The ratings reflect the company’s robust business risk profile supported by the dominant position in the domestic worsted suiting business, established brands in the apparel business, diversified revenue streams and strong retail network. The ratings further takes into account the strong financial risk profile of the company supported by healthy capital structure, minimal net debt levels and strong liquidity position. These strengths are partially offset by exposure to risks posed by various factors, including volatility in raw material prices and foreign exchange (forex) rates, intense competition, large addition of stores and macroeconomic factors such as downturns and inflationary pressure.

 

Business risk profile of RLL benefits from the strong legacy of the branded lifestyle B2C business run through the branded apparel and textile segments which comprises majority of the revenues (72% of RLL revenue for fiscal 2024, operated through a strong distribution network, and the healthy B2B business run through the garmenting and high-value cotton shirting segments (28% of RLL revenue for fiscal 2024). These segments provide diverse revenue streams to RLL across apparel and textiles. RLL reported a healthy performance in fiscal 2024, with consolidated operating income of Rs 6,535 crore.

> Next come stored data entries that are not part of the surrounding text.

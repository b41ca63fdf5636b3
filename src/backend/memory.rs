//! In-memory stack backend.
//!
//! Stacks live in a map keyed by physical stack name. Each mutating call is
//! answered by the next scripted [`Outcome`] for that stack (default
//! [`Outcome::Succeed`]) and then reports "in progress" for a configurable
//! number of describe calls before settling. Used by `deploy --rehearse` and by
//! the engine tests.

use std::collections::{BTreeMap, HashMap, VecDeque};

use tokio::sync::Mutex;

use super::{
    BackendError, DeployRequest, OperationHandle, StackBackend, StackPhase, StackStatus,
};

/// Scripted result of one mutating call.
#[derive(Debug, Clone, PartialEq, Eq)]
pub enum Outcome {
    /// The operation runs and completes.
    Succeed,
    /// The operation runs and ends in a failure status with this reason.
    Fail(String),
    /// The call itself is refused with a permanent error.
    Reject(String),
    /// The operation starts and never finishes.
    Hang,
}

/// A recorded backend call.
#[derive(Debug, Clone, PartialEq, Eq)]
pub enum BackendCall {
    Deploy { stack: String, fingerprint: String },
    Describe { stack: String },
    Delete { stack: String },
}

impl BackendCall {
    pub fn stack(&self) -> &str {
        match self {
            BackendCall::Deploy { stack, .. }
            | BackendCall::Describe { stack }
            | BackendCall::Delete { stack } => stack,
        }
    }

    pub fn is_mutating(&self) -> bool {
        !matches!(self, BackendCall::Describe { .. })
    }
}

#[derive(Debug, Clone)]
enum Settle {
    Deployed { fingerprint: String },
    DeployFailed { reason: String, created: bool },
    Deleted,
    DeleteFailed { reason: String },
    Never,
}

#[derive(Debug, Clone)]
struct MemoryStack {
    id: String,
    raw_status: String,
    phase: StackPhase,
    fingerprint: Option<String>,
    reason: Option<String>,
    outputs: BTreeMap<String, String>,
    /// Describe calls left before `pending` is applied.
    polls_left: u32,
    pending: Option<Settle>,
}

#[derive(Debug, Default)]
struct State {
    stacks: HashMap<String, MemoryStack>,
    deploy_script: HashMap<String, VecDeque<Outcome>>,
    delete_script: HashMap<String, VecDeque<Outcome>>,
    transient_failures: HashMap<String, u32>,
    calls: Vec<BackendCall>,
    next_id: u64,
}

/// Scriptable in-memory [`StackBackend`].
#[derive(Debug)]
pub struct MemoryBackend {
    state: Mutex<State>,
    polls_per_operation: u32,
}

impl Default for MemoryBackend {
    fn default() -> Self {
        Self::new()
    }
}

impl MemoryBackend {
    pub fn new() -> Self {
        MemoryBackend {
            state: Mutex::new(State::default()),
            polls_per_operation: 1,
        }
    }

    /// Number of describe calls that report "in progress" after each
    /// accepted operation.
    pub fn with_polls_per_operation(mut self, polls: u32) -> Self {
        self.polls_per_operation = polls;
        self
    }

    /// Seeds an existing, healthy stack.
    pub fn with_stack(mut self, stack_name: &str, fingerprint: &str) -> Self {
        let state = self.state.get_mut();
        state.next_id += 1;
        let id = format!("stack/{}/{}", stack_name, state.next_id);
        state.stacks.insert(
            stack_name.to_string(),
            MemoryStack {
                id,
                raw_status: "CREATE_COMPLETE".to_string(),
                phase: StackPhase::Success,
                fingerprint: Some(fingerprint.to_string()),
                reason: None,
                outputs: BTreeMap::new(),
                polls_left: 0,
                pending: None,
            },
        );
        self
    }

    /// Queues outcomes for successive create/update calls on a stack.
    pub fn script_deploy(
        mut self,
        stack_name: &str,
        outcomes: impl IntoIterator<Item = Outcome>,
    ) -> Self {
        self.state
            .get_mut()
            .deploy_script
            .entry(stack_name.to_string())
            .or_default()
            .extend(outcomes);
        self
    }

    /// Queues outcomes for successive delete calls on a stack.
    pub fn script_delete(
        mut self,
        stack_name: &str,
        outcomes: impl IntoIterator<Item = Outcome>,
    ) -> Self {
        self.state
            .get_mut()
            .delete_script
            .entry(stack_name.to_string())
            .or_default()
            .extend(outcomes);
        self
    }

    /// Makes the next `count` calls touching a stack fail transiently.
    pub fn fail_transiently(mut self, stack_name: &str, count: u32) -> Self {
        self.state
            .get_mut()
            .transient_failures
            .insert(stack_name.to_string(), count);
        self
    }

    pub async fn calls(&self) -> Vec<BackendCall> {
        self.state.lock().await.calls.clone()
    }

    /// Number of create/update/delete calls issued for a stack.
    pub async fn mutating_calls(&self, stack_name: &str) -> usize {
        self.state
            .lock()
            .await
            .calls
            .iter()
            .filter(|c| c.is_mutating() && c.stack() == stack_name)
            .count()
    }

    /// Fingerprint currently recorded on a stack, if it exists.
    pub async fn fingerprint(&self, stack_name: &str) -> Option<String> {
        self.state
            .lock()
            .await
            .stacks
            .get(stack_name)
            .and_then(|s| s.fingerprint.clone())
    }

    pub async fn exists(&self, stack_name: &str) -> bool {
        self.state.lock().await.stacks.contains_key(stack_name)
    }
}

impl State {
    fn take_transient(&mut self, stack_name: &str) -> Result<(), BackendError> {
        if let Some(left) = self.transient_failures.get_mut(stack_name)
            && *left > 0
        {
            *left -= 1;
            return Err(BackendError::transient("Rate exceeded"));
        }
        Ok(())
    }

    fn next_outcome(script: &mut HashMap<String, VecDeque<Outcome>>, stack_name: &str) -> Outcome {
        script
            .get_mut(stack_name)
            .and_then(|q| q.pop_front())
            .unwrap_or(Outcome::Succeed)
    }
}

impl StackBackend for MemoryBackend {
    async fn create_or_update(
        &self,
        request: &DeployRequest,
    ) -> Result<OperationHandle, BackendError> {
        let mut state = self.state.lock().await;
        let name = request.stack_name.clone();
        state.calls.push(BackendCall::Deploy {
            stack: name.clone(),
            fingerprint: request.fingerprint.clone(),
        });
        state.take_transient(&name)?;

        if let Some(existing) = state.stacks.get(&name) {
            if existing.pending.is_some() {
                return Err(BackendError::permanent(format!(
                    "stack {} is in {} state and can not be updated",
                    name, existing.raw_status
                )));
            }
            if existing.phase == StackPhase::Success
                && existing.fingerprint.as_deref() == Some(request.fingerprint.as_str())
            {
                return Ok(OperationHandle {
                    stack_id: Some(existing.id.clone()),
                    no_op: true,
                });
            }
        }

        let outcome = State::next_outcome(&mut state.deploy_script, &name);
        let created = !state.stacks.contains_key(&name);
        let settle = match outcome {
            Outcome::Reject(message) => return Err(BackendError::permanent(message)),
            Outcome::Succeed => Settle::Deployed {
                fingerprint: request.fingerprint.clone(),
            },
            Outcome::Fail(reason) => Settle::DeployFailed { reason, created },
            Outcome::Hang => Settle::Never,
        };

        state.next_id += 1;
        let fresh_id = format!("stack/{}/{}", name, state.next_id);
        let polls_left = self.polls_per_operation;
        let stack = state.stacks.entry(name).or_insert_with(|| MemoryStack {
            id: fresh_id,
            raw_status: String::new(),
            phase: StackPhase::InProgress,
            fingerprint: None,
            reason: None,
            outputs: BTreeMap::new(),
            polls_left: 0,
            pending: None,
        });
        stack.raw_status = if created {
            "CREATE_IN_PROGRESS"
        } else {
            "UPDATE_IN_PROGRESS"
        }
        .to_string();
        stack.phase = StackPhase::InProgress;
        stack.reason = None;
        stack.polls_left = polls_left;
        stack.pending = Some(settle);

        Ok(OperationHandle {
            stack_id: Some(stack.id.clone()),
            no_op: false,
        })
    }

    async fn describe_status(&self, stack_name: &str) -> Result<Option<StackStatus>, BackendError> {
        let mut state = self.state.lock().await;
        state.calls.push(BackendCall::Describe {
            stack: stack_name.to_string(),
        });
        state.take_transient(stack_name)?;

        let Some(stack) = state.stacks.get_mut(stack_name) else {
            return Ok(None);
        };

        let mut gone = false;
        if stack.pending.is_some() {
            if stack.polls_left > 0 {
                stack.polls_left -= 1;
            } else {
                match stack.pending.take() {
                    Some(Settle::Deployed { fingerprint }) => {
                        stack.raw_status = if stack.raw_status == "CREATE_IN_PROGRESS" {
                            "CREATE_COMPLETE"
                        } else {
                            "UPDATE_COMPLETE"
                        }
                        .to_string();
                        stack.phase = StackPhase::Success;
                        stack.outputs.insert("Fingerprint".to_string(), fingerprint.clone());
                        stack.fingerprint = Some(fingerprint);
                    }
                    Some(Settle::DeployFailed { reason, created }) => {
                        stack.raw_status = if created {
                            "ROLLBACK_COMPLETE"
                        } else {
                            "UPDATE_ROLLBACK_COMPLETE"
                        }
                        .to_string();
                        stack.phase = StackPhase::Failure;
                        stack.reason = Some(reason);
                    }
                    Some(Settle::DeleteFailed { reason }) => {
                        stack.raw_status = "DELETE_FAILED".to_string();
                        stack.phase = StackPhase::Failure;
                        stack.reason = Some(reason);
                    }
                    Some(Settle::Deleted) => gone = true,
                    Some(Settle::Never) => stack.pending = Some(Settle::Never),
                    None => {}
                }
            }
        }

        if gone {
            state.stacks.remove(stack_name);
            return Ok(None);
        }
        Ok(Some(StackStatus {
            phase: stack.phase,
            raw_status: stack.raw_status.clone(),
            stack_id: Some(stack.id.clone()),
            reason: stack.reason.clone(),
            outputs: stack.outputs.clone(),
            fingerprint: stack.fingerprint.clone(),
        }))
    }

    async fn rollback_or_delete(&self, stack_name: &str) -> Result<OperationHandle, BackendError> {
        let mut state = self.state.lock().await;
        state.calls.push(BackendCall::Delete {
            stack: stack_name.to_string(),
        });
        state.take_transient(stack_name)?;

        if !state.stacks.contains_key(stack_name) {
            return Ok(OperationHandle::default());
        }

        let settle = match State::next_outcome(&mut state.delete_script, stack_name) {
            Outcome::Reject(message) => return Err(BackendError::permanent(message)),
            Outcome::Succeed => Settle::Deleted,
            Outcome::Fail(reason) => Settle::DeleteFailed { reason },
            Outcome::Hang => Settle::Never,
        };

        let polls_left = self.polls_per_operation;
        let Some(stack) = state.stacks.get_mut(stack_name) else {
            return Ok(OperationHandle::default());
        };
        stack.raw_status = "DELETE_IN_PROGRESS".to_string();
        stack.phase = StackPhase::InProgress;
        stack.reason = None;
        stack.polls_left = polls_left;
        stack.pending = Some(settle);

        Ok(OperationHandle {
            stack_id: Some(stack.id.clone()),
            no_op: false,
        })
    }
}
//! Exponential backoff retry for backend calls.
//!
//! Only transient errors are retried. Permanent errors come back on the first
//! attempt. Every attempt is bounded by a per-call timeout, and waits between
//! attempts end early when the caller's cancellation token fires.

use std::future::Future;
use std::time::Duration;

use tokio_util::sync::CancellationToken;
use tracing::debug;

use super::error::{BackendError, BackendErrorKind};

/// Configuration for exponential backoff retry.
#[derive(Debug, Clone, Copy, PartialEq)]
pub struct RetryConfig {
    /// Maximum number of retry attempts (not including the initial attempt).
    pub max_retries: u32,

    /// Delay before the first retry.
    pub initial_delay: Duration,

    /// Cap for exponential growth.
    pub max_delay: Duration,

    pub backoff_multiplier: f64,
}

impl RetryConfig {
    /// 3 retries with 2s, 4s, 8s delays.
    pub const DEFAULT: Self = Self {
        max_retries: 3,
        initial_delay: Duration::from_secs(2),
        max_delay: Duration::from_secs(16),
        backoff_multiplier: 2.0,
    };

    pub fn new(
        max_retries: u32,
        initial_delay: Duration,
        max_delay: Duration,
        backoff_multiplier: f64,
    ) -> Self {
        Self {
            max_retries,
            initial_delay,
            max_delay,
            backoff_multiplier,
        }
    }

    /// Delay before retry `attempt` (0-indexed):
    /// `initial_delay * backoff_multiplier^attempt`, capped at `max_delay`.
    pub fn delay_for_attempt(&self, attempt: u32) -> Duration {
        let multiplier = self
            .backoff_multiplier
            .powi(i32::try_from(attempt).unwrap_or(i32::MAX));
        let delay_secs = self.initial_delay.as_secs_f64() * multiplier;
        let capped_secs = delay_secs.min(self.max_delay.as_secs_f64());
        Duration::from_secs_f64(capped_secs)
    }
}

impl Default for RetryConfig {
    fn default() -> Self {
        Self::DEFAULT
    }
}

/// Outcome of a retried call.
#[derive(Debug)]
pub enum RetryResult<T> {
    Success(T),

    /// Transient errors persisted through every attempt.
    ExhaustedRetries {
        last_error: BackendError,
        /// Attempts made, including the initial one.
        attempts: u32,
    },

    PermanentError(BackendError),

    /// The cancellation token fired before the call succeeded.
    Cancelled,
}

/// Executes an async backend call with timeout, retry and cancellation.
///
/// `operation` is invoked once per attempt. An attempt that exceeds
/// `call_timeout` counts as a transient failure.
pub async fn retry_with_backoff<T, F, Fut>(
    config: RetryConfig,
    call_timeout: Duration,
    cancel: &CancellationToken,
    mut operation: F,
) -> RetryResult<T>
where
    F: FnMut() -> Fut,
    Fut: Future<Output = Result<T, BackendError>>,
{
    let max_attempts = config.max_retries.saturating_add(1);
    let mut attempt = 0;

    loop {
        let outcome = tokio::select! {
            biased;

            _ = cancel.cancelled() => return RetryResult::Cancelled,
            outcome = tokio::time::timeout(call_timeout, operation()) => outcome,
        };
        let error = match outcome {
            Ok(Ok(value)) => return RetryResult::Success(value),
            Ok(Err(e)) => e,
            Err(_) => BackendError::transient(format!(
                "call timed out after {}s",
                call_timeout.as_secs_f64()
            )),
        };
        attempt += 1;

        match error.kind {
            BackendErrorKind::Permanent => return RetryResult::PermanentError(error),
            BackendErrorKind::Transient => {
                if attempt >= max_attempts {
                    return RetryResult::ExhaustedRetries {
                        last_error: error,
                        attempts: attempt,
                    };
                }

                let delay = config.delay_for_attempt(attempt - 1);
                debug!(attempt, ?delay, error = %error, "retrying backend call");
                tokio::select! {
                    biased;

                    _ = cancel.cancelled() => return RetryResult::Cancelled,
                    _ = tokio::time::sleep(delay) => {}
                }
            }
        }
    }
}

While, the business witnessed a on-year degrowth of 6% to Rs 2,928 crore in the first half of fiscal 2025 (Rs 3,124 crore for the first half of fiscal 2024), due to fewer wedding dates, lower footfall in retail outlets due to heatwaves, and impact of prolonged elections on consumer spending, CRISIL Ratings expect revenue growth to be better in second half of the fiscal driven by demand coming in from festive sales with large number of wedding dates. Over the medium term, RLL is expected to achieve high single digit to low double digit growth in revenues supported by over 650 stores to be added over the next three years undertaken as well as scaling up of its garmenting business, with geopolitical shifts in neighboring regions, particularly Bangladesh, presenting a potential opportunity.

 

The operating profitability of the business remains healthy at ~12-14% over the last three fiscals ended fiscal 2024, driven by strong operational profitability in the branded textile segments of over 20%, while other segments continued to register healthy operating profitability at around 10-12%. In fiscal 2024, consolidated Post-Ind AS EBITDA margin stood at 14.3% (pre-IndAS adjusted EBITDA margin of around 12%). With revenue de-growth in first half of fiscal 2025, operating margin post IndAS was muted (9.4% in the first half of fiscal 2025 against 13.0% in the first half of fiscal 2024). Lease outflow for the first six months of fiscal 2025, was around Rs 86 crore, resulting in pre-IndAS margin of 6.4% in the first half of fiscal 2025 (11.1% in the first half of fiscal 2024). Over the medium term, operating profitability is expected to sustain at healthy levels. Working capital requirements for the company stood moderate at 80 days (in terms of revenue) for fiscal 2024.

 

Financial risk profile is marked by strong debt protection metrics with total borrowings of Rs 825 crore (mainly working capital debt), and a healthy cash surplus of Rs. 915 crore at March 31, 2024, resulting in net debt-free status. RLL also has a strong capital structure, with healthy gearing of less than 0.2x time. Debt protection metrics were also healthy, with adjusted interest coverage of 6.5x times. While total debt stood higher at Rs 1,306 crore as on September 30, 2024, primarily on account of higher working capital owing to forthcoming festive season, RLL continued have a cash surplus of around Rs 900 crore as on the same date. With expected recovery in operational performance in second half of the fiscal and continued healthy operational performance thereafter, financial risk profile shall remain healthy with adjusted interest coverage of over 6x times and NCAAD of over 0.7-1x over the medium term. Debt/EBITDA also stood at under 1x times, and company is expected to re-achieve its net-debt free status by the fiscal end and sustain it over the medium term.

Analytical Approach

CRISIL Ratings has combined the business and financial risk profiles of RLL and its various subsidiaries. This is because the entities are part of the diversified Raymond group, have strong business linkages, financial fungibility and a common management.

 

Goodwill arising from valuation adjustments on the demerger from Raymond has been directly adjusted against networth, as it represents valuation adjustments and has not arisen on payment of any consideration.

 

CRISIL Ratings has not considered lease liabilities recognised under IndAS116 as part of debt and has adjusted EBITDA by excluding lease rental components in depreciation and finance cost.

 

Please refer Annexure - List of Entities Consolidated, which captures the list of entities considered and their analytical treatment of consolidation.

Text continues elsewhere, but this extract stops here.